Beyond legal rights and token tolerance POC and all ethnic groups want to feel recognized, welcomed and accepted by the larger city. Towards this goal, embracing our diversity could be made tangible by some form of legitimization, the issuing of a certificate for display, an entitlement that enables a clearer path to funding and support. Such a piece of parchment even if issued will mean nothing unless the quest for cultural equity is the first step in an ongoing move to transform Neo-liberalism.

People in the arts who endure in small localized communities that may have been uprooted, who acquire a faith that lasts and carries them through, and whose arts may never come to be recognized for the strength and meaning it has for their community and for our nation – these are examples of exceptional people. Contrary to celebrity culture, these people and what they do, in my mind, should become known as an exceptional investment. I suggest a different, not necessarily an expanded role for government. A government motivated to strengthening a culture, of fulfilling the inner well-being of a people, not just its economic material enhancement, a higher notion if you will, of the purpose of government.

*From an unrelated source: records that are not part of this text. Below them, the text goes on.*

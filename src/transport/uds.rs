use std::fmt::{Debug, Display, Formatter};
use std::future::Future;
use std::path::PathBuf;
use std::pin::Pin;
use std::sync::Arc;
use std::time::Duration;

use async_trait::async_trait;
use tokio::net::UnixListener;
use tokio::sync::Mutex;
use tokio::task::JoinHandle;
use tokio::time::sleep;
use tokio_util::sync::CancellationToken;
use tracing::{info, trace, warn};

use crate::error::{AcceptError, ListenError};
use crate::transport::proxy_header::ProxyHeaderAcceptor;
use crate::transport::registry::StreamSettings;
use crate::transport::tls::TlsServerConfig;
use crate::transport::{AcceptedConn, Acceptor, ConnHandler, PeerAddr, Stream, TransportListener};

/// Registry name for this transport.
pub const PROTOCOL_NAME: &str = "uds";

/// After this many accept failures in a row the loop stops spinning hot and
/// naps between attempts. Any success resets the count.
const TRANSIENT_FAILURE_THRESHOLD: u32 = 8;
const TRANSIENT_FAILURE_DELAY: Duration = Duration::from_millis(100);

/// Where the socket lives. Immutable once resolved; the listener keeps it
/// around to report where it is bound.
#[derive(Clone, PartialEq, Eq)]
pub enum UdsEndpoint {
    Path(PathBuf),
    /// Linux abstract namespace, written `@name` in configuration. No
    /// filesystem entry, vanishes with the last listener.
    #[cfg(target_os = "linux")]
    Abstract(Vec<u8>),
}

impl Display for UdsEndpoint {
    fn fmt(&self, f: &mut Formatter<'_>) -> std::fmt::Result {
        match self {
            UdsEndpoint::Path(path) => write!(f, "{}", path.display()),
            #[cfg(target_os = "linux")]
            UdsEndpoint::Abstract(name) => write!(f, "@{}", String::from_utf8_lossy(name)),
        }
    }
}

impl Debug for UdsEndpoint {
    fn fmt(&self, f: &mut Formatter<'_>) -> std::fmt::Result {
        write!(f, "[endpoint: {}]", self)
    }
}

/// Transport-level switches for one listener, snapshotted at construction.
#[derive(Clone, Debug)]
pub struct UdsSettings {
    /// Socket path, or `@name` for a Linux abstract socket.
    pub listen: String,
    /// Require every connection to open with a PROXY protocol header. There
    /// is no permissive variant; a header-less connection is dropped.
    pub accept_proxy_header: bool,
    /// How long a connection may take to produce its PROXY header.
    pub proxy_header_timeout: Duration,
}

pub fn resolve_endpoint(listen: &str) -> Result<UdsEndpoint, ListenError> {
    let listen = listen.trim();
    if listen.is_empty() {
        return Err(ListenError::Config("endpoint path is empty".to_owned()));
    }
    if let Some(name) = listen.strip_prefix('@') {
        #[cfg(target_os = "linux")]
        {
            if name.is_empty() {
                return Err(ListenError::Config("abstract endpoint name is empty".to_owned()));
            }
            return Ok(UdsEndpoint::Abstract(name.as_bytes().to_vec()));
        }
        #[cfg(not(target_os = "linux"))]
        {
            let _ = name;
            return Err(ListenError::Config(
                "abstract socket endpoints are only available on linux".to_owned(),
            ));
        }
    }
    Ok(UdsEndpoint::Path(PathBuf::from(listen)))
}

fn bind_error(endpoint: &UdsEndpoint, source: std::io::Error) -> ListenError {
    ListenError::Bind {
        endpoint: endpoint.to_string(),
        source,
    }
}

fn bind_endpoint(endpoint: &UdsEndpoint) -> Result<UnixListener, ListenError> {
    match endpoint {
        UdsEndpoint::Path(path) => UnixListener::bind(path).map_err(|e| bind_error(endpoint, e)),
        #[cfg(target_os = "linux")]
        UdsEndpoint::Abstract(name) => {
            use std::os::linux::net::SocketAddrExt;
            let addr = std::os::unix::net::SocketAddr::from_abstract_name(name)
                .map_err(|e| bind_error(endpoint, e))?;
            let listener = std::os::unix::net::UnixListener::bind_addr(&addr)
                .map_err(|e| bind_error(endpoint, e))?;
            listener
                .set_nonblocking(true)
                .map_err(|e| bind_error(endpoint, e))?;
            UnixListener::from_std(listener).map_err(|e| bind_error(endpoint, e))
        }
    }
}

/// The undecorated accepting object: a bound socket that yields raw streams
/// and their immediate peers.
struct UdsAcceptor {
    listener: UnixListener,
}

#[async_trait]
impl Acceptor for UdsAcceptor {
    async fn accept(&self) -> Result<(Stream, PeerAddr), AcceptError> {
        let (stream, addr) = self.listener.accept().await?;
        let peer = PeerAddr::Unix(addr.as_pathname().map(|p| p.to_owned()));
        Ok((Box::new(stream), peer))
    }
}

/// A bound Unix socket listener with its accept loop already running. One
/// loop per instance, started at construction, stopped only by `close()`.
pub struct UdsListener {
    endpoint: UdsEndpoint,
    shutdown: CancellationToken,
    loop_task: Mutex<Option<JoinHandle<()>>>,
}

impl UdsListener {
    /// Resolves and binds the endpoint, stacks the decorators the settings
    /// ask for, and spawns the accept loop. Returns as soon as the loop task
    /// is scheduled; it never blocks on connections. Both failure modes here
    /// (bad endpoint, bind refusal) are fatal to this attempt only.
    pub async fn listen(
        settings: UdsSettings,
        tls: Option<TlsServerConfig>,
        handler: Arc<dyn ConnHandler>,
    ) -> Result<Self, ListenError> {
        let endpoint = resolve_endpoint(&settings.listen)?;
        let listener = bind_endpoint(&endpoint)?;
        let mut acceptor: Box<dyn Acceptor> = Box::new(UdsAcceptor { listener });
        if settings.accept_proxy_header {
            info!("requiring PROXY protocol headers on {}", endpoint);
            acceptor = Box::new(ProxyHeaderAcceptor::require(
                acceptor,
                settings.proxy_header_timeout,
            ));
        }
        let shutdown = CancellationToken::new();
        let loop_task = tokio::task::spawn(run(acceptor, tls, handler, shutdown.clone()));
        info!("now listening on {}", endpoint);
        Ok(Self {
            endpoint,
            shutdown,
            loop_task: Mutex::new(Some(loop_task)),
        })
    }

    pub fn endpoint(&self) -> &UdsEndpoint {
        &self.endpoint
    }

    /// Stops the accept loop and releases the socket. Safe to call while the
    /// loop is parked in accept, and safe to call more than once; only the
    /// first call does anything.
    pub async fn close(&self) -> std::io::Result<()> {
        self.shutdown.cancel();
        let loop_task = self.loop_task.lock().await.take();
        if let Some(loop_task) = loop_task {
            if let Err(e) = loop_task.await {
                warn!("accept loop did not stop cleanly: {}", e);
            }
        }
        if let UdsEndpoint::Path(path) = &self.endpoint {
            match std::fs::remove_file(path) {
                Err(e) if e.kind() != std::io::ErrorKind::NotFound => return Err(e),
                _ => {}
            }
        }
        Ok(())
    }
}

#[async_trait]
impl TransportListener for UdsListener {
    fn local_endpoint(&self) -> String {
        self.endpoint.to_string()
    }

    async fn close(&self) -> std::io::Result<()> {
        UdsListener::close(self).await
    }
}

/// Registry adapter: builds the TLS termination config when the settings
/// carry one, then brings the listener up.
pub fn listen_uds(
    settings: StreamSettings,
    handler: Arc<dyn ConnHandler>,
) -> Pin<Box<dyn Future<Output = Result<Box<dyn TransportListener>, ListenError>> + Send>> {
    Box::pin(async move {
        let tls = settings.tls.as_ref().map(TlsServerConfig::new).transpose()?;
        let listener = UdsListener::listen(settings.uds, tls, handler).await?;
        Ok(Box::new(listener) as Box<dyn TransportListener>)
    })
}

/// The accept loop. Two states: running, and stopped once the shutdown token
/// fires or the acceptor reports closure. A failed accept drops that one
/// connection and keeps the loop alive.
async fn run(
    acceptor: Box<dyn Acceptor>,
    tls: Option<TlsServerConfig>,
    handler: Arc<dyn ConnHandler>,
    shutdown: CancellationToken,
) {
    let mut consecutive_failures: u32 = 0;
    loop {
        let accepted = tokio::select! {
            biased;
            _ = shutdown.cancelled() => break,
            accepted = acceptor.accept() => accepted,
        };
        match accepted {
            Ok((stream, peer)) => {
                consecutive_failures = 0;
                let stream = match &tls {
                    Some(tls_config) => Box::new(tls_config.wrap(stream)) as Stream,
                    None => stream,
                };
                trace!("accepted connection from {}", peer);
                handler.handle(AcceptedConn { stream, peer });
            }
            Err(e) if e.is_shutdown() => break,
            Err(e) => {
                warn!("failed to accept connection: {}", e);
                consecutive_failures = consecutive_failures.saturating_add(1);
                if consecutive_failures >= TRANSIENT_FAILURE_THRESHOLD {
                    sleep(TRANSIENT_FAILURE_DELAY).await;
                }
            }
        }
    }
    trace!("accept loop stopped");
}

Contemporary society can express its desire and appreciation of other traditional ethnic cultures and their wisdoms, as the birthright of every grand father and grandmother to be seen and regarded given their wise, loving presence. Neo-liberalism can recognize its excesses, its inequity, its reliance on youth culture, its drive for power and money, its use of science to replace what is felt, its preference for legalities rather than its humanity, and material secularisms that leave little space for a valid role for the spirituality of every faith.

In conclusion I suggest:

The question of Equity initiated the need for a cultural plan and must be at the center of the eight questions posed to guide procedures of all public meetings so New Yorkers can grasp the implications for their communities.

A cultural plan that affirms NYC’s commitment to the value of our neighborhoods and the diverse cultures of all ethnic peoples. Our city is as strong as its communities.

A cultural plan that issues a certificate or entitlement to community groups, establishing a clear and direct path to funding and support.